== TASK MATERIAL ==
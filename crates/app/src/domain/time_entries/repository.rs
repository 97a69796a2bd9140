//! Time Entries Repository

use fieldwork::{
    technicians::TechUuid,
    timeclock::{TimeEntry, TimeEntryUuid},
};
use jiff_sqlx::Timestamp as SqlxTimestamp;
use sqlx::{Postgres, Transaction, query, query_as};

use crate::domain::time_entries::{data::TimeEntryFilter, records::TimeEntryRecord};

const CREATE_TIME_ENTRY_SQL: &str = include_str!("sql/create_time_entry.sql");
const LIST_OPEN_TIME_ENTRIES_SQL: &str = include_str!("sql/list_open_time_entries.sql");
const GET_TIME_ENTRY_SQL: &str = include_str!("sql/get_time_entry.sql");
const UPDATE_TIME_ENTRY_SQL: &str = include_str!("sql/update_time_entry.sql");
const LIST_TIME_ENTRIES_SQL: &str = include_str!("sql/list_time_entries.sql");
const LOCK_TECH_CLOCK_SQL: &str = include_str!("sql/lock_tech_clock.sql");

#[derive(Debug, Clone, Default)]
pub(crate) struct PgTimeEntriesRepository;

impl PgTimeEntriesRepository {
    #[must_use]
    pub(crate) fn new() -> Self {
        Self
    }

    pub(crate) async fn create_time_entry(
        &self,
        tx: &mut Transaction<'_, Postgres>,
        entry: &TimeEntry,
    ) -> Result<TimeEntry, sqlx::Error> {
        query_as::<Postgres, TimeEntryRecord>(CREATE_TIME_ENTRY_SQL)
            .bind(entry.uuid.into_uuid())
            .bind(entry.tech_uuid.into_uuid())
            .bind(SqlxTimestamp::from(entry.clock_in))
            .bind(entry.job_uuid.map(|job| job.into_uuid()))
            .bind(SqlxTimestamp::from(entry.created_at))
            .fetch_one(&mut **tx)
            .await
            .map(|record| record.0)
    }

    /// Serialize clock-ins for one technician until the transaction ends.
    pub(crate) async fn lock_tech_clock(
        &self,
        tx: &mut Transaction<'_, Postgres>,
        tech: TechUuid,
    ) -> Result<(), sqlx::Error> {
        query(LOCK_TECH_CLOCK_SQL)
            .bind(tech.into_uuid())
            .execute(&mut **tx)
            .await?;

        Ok(())
    }

    /// Open entries for `tech`, newest first, locked for update.
    pub(crate) async fn list_open_time_entries(
        &self,
        tx: &mut Transaction<'_, Postgres>,
        tech: TechUuid,
    ) -> Result<Vec<TimeEntry>, sqlx::Error> {
        let records = query_as::<Postgres, TimeEntryRecord>(LIST_OPEN_TIME_ENTRIES_SQL)
            .bind(tech.into_uuid())
            .fetch_all(&mut **tx)
            .await?;

        Ok(records.into_iter().map(|record| record.0).collect())
    }

    pub(crate) async fn get_time_entry(
        &self,
        tx: &mut Transaction<'_, Postgres>,
        entry: TimeEntryUuid,
    ) -> Result<TimeEntry, sqlx::Error> {
        query_as::<Postgres, TimeEntryRecord>(GET_TIME_ENTRY_SQL)
            .bind(entry.into_uuid())
            .fetch_one(&mut **tx)
            .await
            .map(|record| record.0)
    }

    pub(crate) async fn update_time_entry(
        &self,
        tx: &mut Transaction<'_, Postgres>,
        entry: &TimeEntry,
    ) -> Result<TimeEntry, sqlx::Error> {
        query_as::<Postgres, TimeEntryRecord>(UPDATE_TIME_ENTRY_SQL)
            .bind(entry.uuid.into_uuid())
            .bind(SqlxTimestamp::from(entry.clock_in))
            .bind(entry.clock_out.map(SqlxTimestamp::from))
            .bind(entry.break_start.map(SqlxTimestamp::from))
            .bind(entry.break_end.map(SqlxTimestamp::from))
            .bind(entry.edited_at.map(SqlxTimestamp::from))
            .bind(entry.edit_note.as_deref())
            .fetch_one(&mut **tx)
            .await
            .map(|record| record.0)
    }

    pub(crate) async fn list_time_entries(
        &self,
        tx: &mut Transaction<'_, Postgres>,
        filter: TimeEntryFilter,
    ) -> Result<Vec<TimeEntry>, sqlx::Error> {
        let records = query_as::<Postgres, TimeEntryRecord>(LIST_TIME_ENTRIES_SQL)
            .bind(filter.tech.map(|tech| tech.into_uuid()))
            .bind(filter.from.map(SqlxTimestamp::from))
            .bind(filter.to.map(SqlxTimestamp::from))
            .fetch_all(&mut **tx)
            .await?;

        Ok(records.into_iter().map(|record| record.0).collect())
    }
}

== TASK BRIEF ==
Please give an exact restatement of only the lines from the beginning of the material above to the line with "pub(crate) fn new()", inclusive.

== OUTPUT OF THE TASK ==
filename crates/app/src/domain/time_entries/repository.rs
repository 97a69796a2bd9140
//! Time Entries Repository

use fieldwork::{
    technicians::TechUuid,
    timeclock::{TimeEntry, TimeEntryUuid},
};
use jiff_sqlx::Timestamp as SqlxTimestamp;
use sqlx::{Postgres, Transaction, query, query_as};

use crate::domain::time_entries::{data::TimeEntryFilter, records::TimeEntryRecord};

const CREATE_TIME_ENTRY_SQL: &str = include_str!("sql/create_time_entry.sql");
const LIST_OPEN_TIME_ENTRIES_SQL: &str = include_str!("sql/list_open_time_entries.sql");
const GET_TIME_ENTRY_SQL: &str = include_str!("sql/get_time_entry.sql");
const UPDATE_TIME_ENTRY_SQL: &str = include_str!("sql/update_time_entry.sql");
const LIST_TIME_ENTRIES_SQL: &str = include_str!("sql/list_time_entries.sql");
const LOCK_TECH_CLOCK_SQL: &str = include_str!("sql/lock_tech_clock.sql");

#[derive(Debug, Clone, Default)]
pub(crate) struct PgTimeEntriesRepository;

impl PgTimeEntriesRepository {
    #[must_use]
    pub(crate) fn new() -> Self {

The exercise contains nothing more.